As they age, most people wistfully look back at pictures from their younger days and long to look as they once did. Inevitably as we grow older, we put on weight, we lose our hair or go gray, we gain wrinkles and creases, all the while wishing we could look a little bit more like we used. Most of us, men and women alike, probably look back at things like our wedding photos or pictures of us in our 20s and admire how we looked. For me personally, though, I'm the complete opposite of that mindset...as much as I love my wife and have been blessed to have been married to her, the only reason I like looking at our wedding pictures is because she was as beautiful then as she is now and it reminds me that I made one of the best decisions of my life in marrying her. When it comes to me, I prefer to not see myself back then at all. I was 22 when we got married and it must seem strange to many of you, but I absolutely cringe when I look at myself in our wedding photos. In fact, I'm at the point where I can't really bear to look at any pictures of myself between the ages of 20 and 30. For me, that decade was marked by my becoming really overweight and out of shape. Most of it was my own fault as I stopped exercising and eating right, partially caused by the time consuming and stressful nature of being a PhD student and postdoc. I got lazy and stopped taking care of myself, and I figured that since I am tall (6'5") and have a large frame, I just carried it differently than other people. I had been slimmer and very active in my teens and early 20s, playing many different sports and running avidly, so I figured I could go back to doing at some point in the future.
It didn't really hit me until I turned 30 and it began to affect my health. My annual physical that year was not so good, with my blood work showing high cholesterol and the beginnings of diabetes. I also had high blood pressure and constantly sore knees and back. The final straw for me was when my doctor at the time gently suggested that maybe I should consider weight loss surgery. For whatever reason, that was the kick in the ass I needed and over the next year, with the help of a free iPhone app for tracking my calories and improving my habits, I took up running again after a decade and managed to lose over 100 lbs. I'm proud to say that even now at 5 years later, I've kept it off. In fact, my new doctor, who has only known me since we moved here this past year, commended me on how excellent my health is when I had my annual physical last week, something for which I was justifiably proud.
It didn't really hit me until I turned 30 and it began to affect my health. My annual physical that year was not so good, with my blood work showing high cholesterol and the beginnings of diabetes. I also had high blood pressure and constantly sore knees and back. The final straw for me was when my doctor at the time gently suggested that maybe I should consider weight loss surgery. For whatever reason, that was the kick in the ass I needed and over the next year, with the help of a free iPhone app for tracking my calories and improving my habits, I took up running again after a decade and managed to lose over 100 lbs. I'm proud to say that even now at 5 years later, I've kept it off. In fact, my new doctor, who has only known me since we moved here this past year, commended me on how excellent my health is when I had my annual physical last week, something for which I was justifiably proud.
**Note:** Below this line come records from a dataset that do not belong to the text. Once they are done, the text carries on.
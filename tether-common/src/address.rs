use std::{
    fmt::{self, Display},
    str::FromStr,
};

use mailparse::MailAddr;
use serde::{Deserialize, Serialize};
use thiserror::Error;

#[derive(Debug, Clone, Error, PartialEq, Eq)]
pub enum AddressError {
    #[error("Unable to parse address: {0}")]
    Parse(String),

    #[error("Expected a single mailbox, found a group")]
    Group,

    #[error("Expected exactly one address, found {0}")]
    Count(usize),

    #[error("Address {0} has no domain")]
    MissingDomain(String),
}

/// A single envelope mailbox, `local-part@domain`.
#[derive(Clone, Debug, PartialEq, Eq, Hash, Serialize, Deserialize)]
pub struct Address {
    local_part: String,
    domain: String,
}

impl Address {
    /// Parse one mailbox, with or without surrounding angle brackets.
    ///
    /// # Errors
    ///
    /// Fails on anything other than exactly one mailbox with a domain.
    pub fn parse(input: &str) -> Result<Self, AddressError> {
        let mut parsed = mailparse::addrparse(input.trim())
            .map_err(|err| AddressError::Parse(err.to_string()))?;

        if parsed.len() != 1 {
            return Err(AddressError::Count(parsed.len()));
        }

        match parsed.remove(0) {
            MailAddr::Group(_) => Err(AddressError::Group),
            MailAddr::Single(info) => {
                let (local_part, domain) = info
                    .addr
                    .rsplit_once('@')
                    .filter(|(local, domain)| !local.is_empty() && !domain.is_empty())
                    .ok_or_else(|| AddressError::MissingDomain(info.addr.clone()))?;

                Ok(Self {
                    local_part: local_part.to_string(),
                    domain: domain.to_ascii_lowercase(),
                })
            }
        }
    }

    #[must_use]
    pub fn local_part(&self) -> &str {
        &self.local_part
    }

    #[must_use]
    pub fn domain(&self) -> &str {
        &self.domain
    }
}

impl FromStr for Address {
    type Err = AddressError;

    fn from_str(s: &str) -> Result<Self, Self::Err> {
        Self::parse(s)
    }
}

impl Display for Address {
    fn fmt(&self, f: &mut fmt::Formatter<'_>) -> fmt::Result {
        write!(f, "{}@{}", self.local_part, self.domain)
    }
}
However, I've never been able to reconcile the contentment I feel with being healthier and in better shape now than I have been since I was 18 or 19 with feeling so ashamed to look at pictures from my 20s. So many wonderful moments, from getting married, the birth of all four of my children, graduating with my PhD, and fun times and vacations with family and friends...all are preserved in images that are painful for me to look at because of how awful I looked and felt back then. The fact that this prevents me from reminiscing and enjoying those memories is doubly sad and does nothing but exacerbate those emotions in me. I've always been self-critical and self-conscious, but there is basically an entire decade of my life, which at the moment is almost 1/3 of my existence, which I can't bear to literally look back on because of this. When most people my age are looking back on those years with fondness and wishing they looked like that now, apart from the fuller head of hair I had back then I'm the complete opposite. I'm not sure if I'll ever get over how much I wasted my 20s being so unhealthy and out of shape, but for the sake of so many of the good things that happened in my life during those years, I've got to try and at least make enough peace so that it's not too painful to look back. The one good thing, though, is that all of those photographs have been excellent motivation for me to keep living a healthier life. Any random day when I feel too tired to run or decide that eating right is too much of a hassle, I just pull out one of those pictures to remind myself where I was five years ago and where I am now...it keeps me going and gets me back on track because I will never allow myself to go back to that ever again. Having just written that, it's occurred to me that perhaps that is the silver lining in all of this; those photographs can serve as a cautionary tale and continue to motivate me to live as I am now out of fear for how I was then.